EXERCISE INSTRUCTIONS |
Among the records, find the lines that hold the string "inner" and return them.

(Saved data entries)
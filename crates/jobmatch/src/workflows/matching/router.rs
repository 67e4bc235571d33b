use std::sync::Arc;

use axum::{
    extract::{Path, Query, State},
    http::StatusCode,
    response::{IntoResponse, Response},
    routing::{get, post},
    Extension, Json, Router,
};
use chrono::Local;
use serde::{Deserialize, Serialize};
use serde_json::json;
use tracing::error;

use crate::auth::{authorize, Principal};

use super::domain::{JobId, Role, UserId};
use super::engine::MatchError;
use super::service::{MatchingService, MatchingServiceError};
use super::stores::{ApplicationStore, JobCatalog, ShortlistStore, UserDirectory, WriteOutcome};

/// Uniform response envelope used by every route, including the matcher
/// route. Failures carry `success: false` and omit `data`.
#[derive(Debug, Clone, Serialize)]
pub struct ApiEnvelope<T> {
    pub success: bool,
    pub message: String,
    #[serde(skip_serializing_if = "Option::is_none")]
    pub data: Option<T>,
}

pub(crate) fn envelope_ok<T: Serialize>(message: &str, data: T) -> Response {
    (
        StatusCode::OK,
        Json(ApiEnvelope {
            success: true,
            message: message.to_string(),
            data: Some(data),
        }),
    )
        .into_response()
}

pub(crate) fn envelope_error(status: StatusCode, message: impl Into<String>) -> Response {
    (
        status,
        Json(ApiEnvelope::<()> {
            success: false,
            message: message.into(),
            data: None,
        }),
    )
        .into_response()
}

/// Router builder exposing the matcher, swipe session, shortlist, and
/// application endpoints. Authentication middleware is layered on by the
/// binary (see the api service), which inserts the [`Principal`] extension.
pub fn matching_router<C, U, S, A>(service: Arc<MatchingService<C, U, S, A>>) -> Router
where
    C: JobCatalog + 'static,
    U: UserDirectory + 'static,
    S: ShortlistStore + 'static,
    A: ApplicationStore + 'static,
{
    Router::new()
        .route(
            "/api/v1/matcher/recommend-jobs",
            get(recommend_handler::<C, U, S, A>),
        )
        .route(
            "/api/v1/swipe/session",
            post(start_session_handler::<C, U, S, A>).get(session_view_handler::<C, U, S, A>),
        )
        .route("/api/v1/swipe/skip", post(skip_handler::<C, U, S, A>))
        .route(
            "/api/v1/swipe/shortlist",
            post(shortlist_swipe_handler::<C, U, S, A>),
        )
        .route(
            "/api/v1/shortlist/jobs",
            get(shortlist_jobs_handler::<C, U, S, A>),
        )
        .route(
            "/api/v1/shortlist/:job_id",
            post(shortlist_add_handler::<C, U, S, A>)
                .delete(shortlist_remove_handler::<C, U, S, A>),
        )
        .route(
            "/api/v1/applications",
            get(applications_handler::<C, U, S, A>),
        )
        .route(
            "/api/v1/applications/:job_id",
            post(application_submit_handler::<C, U, S, A>)
                .delete(application_withdraw_handler::<C, U, S, A>),
        )
        .with_state(service)
}

fn service_error_response(err: MatchingServiceError) -> Response {
    match err {
        MatchingServiceError::Match(MatchError::UnknownUser(user)) => envelope_error(
            StatusCode::NOT_FOUND,
            format!("user {user} does not exist"),
        ),
        MatchingServiceError::Match(err @ MatchError::NotJobSeeker { .. }) => {
            envelope_error(StatusCode::BAD_REQUEST, err.to_string())
        }
        MatchingServiceError::Match(MatchError::Upstream(inner))
        | MatchingServiceError::Store(inner) => {
            error!(error = %inner, "collaborator store failure");
            envelope_error(
                StatusCode::INTERNAL_SERVER_ERROR,
                "upstream service unavailable, please retry",
            )
        }
        MatchingServiceError::NoSession(user) => envelope_error(
            StatusCode::NOT_FOUND,
            format!("no swipe session exists for user {user}"),
        ),
        err @ MatchingServiceError::SessionNotReady { .. } => {
            envelope_error(StatusCode::CONFLICT, err.to_string())
        }
        MatchingServiceError::UnknownJob(job) => envelope_error(
            StatusCode::NOT_FOUND,
            format!("job {job} does not exist"),
        ),
        err @ MatchingServiceError::ApplicationsClosed { .. } => {
            envelope_error(StatusCode::BAD_REQUEST, err.to_string())
        }
    }
}

fn write_outcome_payload(job: &JobId, outcome: WriteOutcome) -> serde_json::Value {
    json!({ "job_id": job, "outcome": outcome })
}

#[derive(Debug, Deserialize)]
pub(crate) struct RecommendQuery {
    pub(crate) uid: Option<String>,
}

pub(crate) async fn recommend_handler<C, U, S, A>(
    State(service): State<Arc<MatchingService<C, U, S, A>>>,
    Extension(principal): Extension<Principal>,
    Query(query): Query<RecommendQuery>,
) -> Response
where
    C: JobCatalog + 'static,
    U: UserDirectory + 'static,
    S: ShortlistStore + 'static,
    A: ApplicationStore + 'static,
{
    if let Err(err) = authorize(&[Role::JobSeeker, Role::Admin], &principal) {
        return err.into_response();
    }

    let target = match query.uid {
        Some(uid) if uid != principal.user_id.0 => {
            // Reading someone else's recommendations is an admin capability.
            if let Err(err) = authorize(&[Role::Admin], &principal) {
                return err.into_response();
            }
            UserId(uid)
        }
        _ => principal.user_id.clone(),
    };

    let today = Local::now().date_naive();
    match service.recommend(&target, today) {
        Ok(batch) => envelope_ok(
            "recommendations generated",
            json!({ "recommended_jobs": batch.jobs }),
        ),
        Err(err) => service_error_response(err),
    }
}

pub(crate) async fn start_session_handler<C, U, S, A>(
    State(service): State<Arc<MatchingService<C, U, S, A>>>,
    Extension(principal): Extension<Principal>,
) -> Response
where
    C: JobCatalog + 'static,
    U: UserDirectory + 'static,
    S: ShortlistStore + 'static,
    A: ApplicationStore + 'static,
{
    if let Err(err) = authorize(&[Role::JobSeeker], &principal) {
        return err.into_response();
    }

    let today = Local::now().date_naive();
    match service.start_session(&principal.user_id, today) {
        Ok(view) => envelope_ok("swipe session started", view),
        Err(err) => service_error_response(err),
    }
}

pub(crate) async fn session_view_handler<C, U, S, A>(
    State(service): State<Arc<MatchingService<C, U, S, A>>>,
    Extension(principal): Extension<Principal>,
) -> Response
where
    C: JobCatalog + 'static,
    U: UserDirectory + 'static,
    S: ShortlistStore + 'static,
    A: ApplicationStore + 'static,
{
    if let Err(err) = authorize(&[Role::JobSeeker], &principal) {
        return err.into_response();
    }

    match service.session_view(&principal.user_id) {
        Ok(view) => envelope_ok("swipe session state", view),
        Err(err) => service_error_response(err),
    }
}

pub(crate) async fn skip_handler<C, U, S, A>(
    State(service): State<Arc<MatchingService<C, U, S, A>>>,
    Extension(principal): Extension<Principal>,
) -> Response
where
    C: JobCatalog + 'static,
    U: UserDirectory + 'static,
    S: ShortlistStore + 'static,
    A: ApplicationStore + 'static,
{
    if let Err(err) = authorize(&[Role::JobSeeker], &principal) {
        return err.into_response();
    }

    match service.skip(&principal.user_id) {
        Ok(view) => envelope_ok("job skipped", view),
        Err(err) => service_error_response(err),
    }
}

pub(crate) async fn shortlist_swipe_handler<C, U, S, A>(
    State(service): State<Arc<MatchingService<C, U, S, A>>>,
    Extension(principal): Extension<Principal>,
) -> Response
where
    C: JobCatalog + 'static,
    U: UserDirectory + 'static,
    S: ShortlistStore + 'static,
    A: ApplicationStore + 'static,
{
    if let Err(err) = authorize(&[Role::JobSeeker], &principal) {
        return err.into_response();
    }

    match service.shortlist_presented(&principal.user_id) {
        Ok(view) => envelope_ok("job shortlisted", view),
        Err(err) => service_error_response(err),
    }
}

pub(crate) async fn shortlist_jobs_handler<C, U, S, A>(
    State(service): State<Arc<MatchingService<C, U, S, A>>>,
    Extension(principal): Extension<Principal>,
) -> Response
where
    C: JobCatalog + 'static,
    U: UserDirectory + 'static,
    S: ShortlistStore + 'static,
    A: ApplicationStore + 'static,
{
    if let Err(err) = authorize(&[Role::JobSeeker], &principal) {
        return err.into_response();
    }

    match service.shortlisted_jobs(&principal.user_id) {
        Ok(jobs) => envelope_ok("shortlisted jobs", json!({ "jobs": jobs })),
        Err(err) => service_error_response(err),
    }
}

pub(crate) async fn shortlist_add_handler<C, U, S, A>(
    State(service): State<Arc<MatchingService<C, U, S, A>>>,
    Extension(principal): Extension<Principal>,
    Path(job_id): Path<String>,
) -> Response
where
    C: JobCatalog + 'static,
    U: UserDirectory + 'static,
    S: ShortlistStore + 'static,
    A: ApplicationStore + 'static,
{
    if let Err(err) = authorize(&[Role::JobSeeker], &principal) {
        return err.into_response();
    }

    let job = JobId(job_id);
    match service.add_to_shortlist(&principal.user_id, &job) {
        Ok(outcome) => {
            let message = match outcome {
                WriteOutcome::Applied => "job added to shortlist",
                WriteOutcome::NoOp => "job already shortlisted",
            };
            envelope_ok(message, write_outcome_payload(&job, outcome))
        }
        Err(err) => service_error_response(err),
    }
}

pub(crate) async fn shortlist_remove_handler<C, U, S, A>(
    State(service): State<Arc<MatchingService<C, U, S, A>>>,
    Extension(principal): Extension<Principal>,
    Path(job_id): Path<String>,
) -> Response
where
    C: JobCatalog + 'static,
    U: UserDirectory + 'static,
    S: ShortlistStore + 'static,
    A: ApplicationStore + 'static,
{
    if let Err(err) = authorize(&[Role::JobSeeker], &principal) {
        return err.into_response();
    }

    let job = JobId(job_id);
    match service.remove_from_shortlist(&principal.user_id, &job) {
        Ok(outcome) => {
            let message = match outcome {
                WriteOutcome::Applied => "job removed from shortlist",
                WriteOutcome::NoOp => "job was not shortlisted",
            };
            envelope_ok(message, write_outcome_payload(&job, outcome))
        }
        Err(err) => service_error_response(err),
    }
}

pub(crate) async fn applications_handler<C, U, S, A>(
    State(service): State<Arc<MatchingService<C, U, S, A>>>,
    Extension(principal): Extension<Principal>,
) -> Response
where
    C: JobCatalog + 'static,
    U: UserDirectory + 'static,
    S: ShortlistStore + 'static,
    A: ApplicationStore + 'static,
{
    if let Err(err) = authorize(&[Role::JobSeeker], &principal) {
        return err.into_response();
    }

    match service.applications_for(&principal.user_id) {
        Ok(applications) => envelope_ok(
            "applications for user",
            json!({ "applications": applications }),
        ),
        Err(err) => service_error_response(err),
    }
}

#[derive(Debug, Default, Deserialize)]
pub(crate) struct ApplicationRequest {
    #[serde(default)]
    pub(crate) cover_letter: Option<String>,
    #[serde(default)]
    pub(crate) answers: Vec<String>,
}

pub(crate) async fn application_submit_handler<C, U, S, A>(
    State(service): State<Arc<MatchingService<C, U, S, A>>>,
    Extension(principal): Extension<Principal>,
    Path(job_id): Path<String>,
    Json(request): Json<ApplicationRequest>,
) -> Response
where
    C: JobCatalog + 'static,
    U: UserDirectory + 'static,
    S: ShortlistStore + 'static,
    A: ApplicationStore + 'static,
{
    if let Err(err) = authorize(&[Role::JobSeeker], &principal) {
        return err.into_response();
    }

    let job = JobId(job_id);
    let today = Local::now().date_naive();
    match service.submit_application(
        &principal.user_id,
        &job,
        today,
        request.cover_letter,
        request.answers,
    ) {
        Ok(outcome) => {
            let message = match outcome {
                WriteOutcome::Applied => "application submitted",
                WriteOutcome::NoOp => "application already on file",
            };
            envelope_ok(message, write_outcome_payload(&job, outcome))
        }
        Err(err) => service_error_response(err),
    }
}

pub(crate) async fn application_withdraw_handler<C, U, S, A>(
    State(service): State<Arc<MatchingService<C, U, S, A>>>,
    Extension(principal): Extension<Principal>,
    Path(job_id): Path<String>,
) -> Response
where
    C: JobCatalog + 'static,
    U: UserDirectory + 'static,
    S: ShortlistStore + 'static,
    A: ApplicationStore + 'static,
{
    if let Err(err) = authorize(&[Role::JobSeeker], &principal) {
        return err.into_response();
    }

    let job = JobId(job_id);
    match service.withdraw_application(&principal.user_id, &job) {
        Ok(outcome) => {
            let message = match outcome {
                WriteOutcome::Applied => "application withdrawn",
                WriteOutcome::NoOp => "no active application to withdraw",
            };
            envelope_ok(message, write_outcome_payload(&job, outcome))
        }
        Err(err) => service_error_response(err),
    }
}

RESPONSE AREA |
        MatchingServiceError::Match(MatchError::Upstream(inner))
        | MatchingServiceError::Store(inner) => {
            error!(error = %inner, "collaborator store failure");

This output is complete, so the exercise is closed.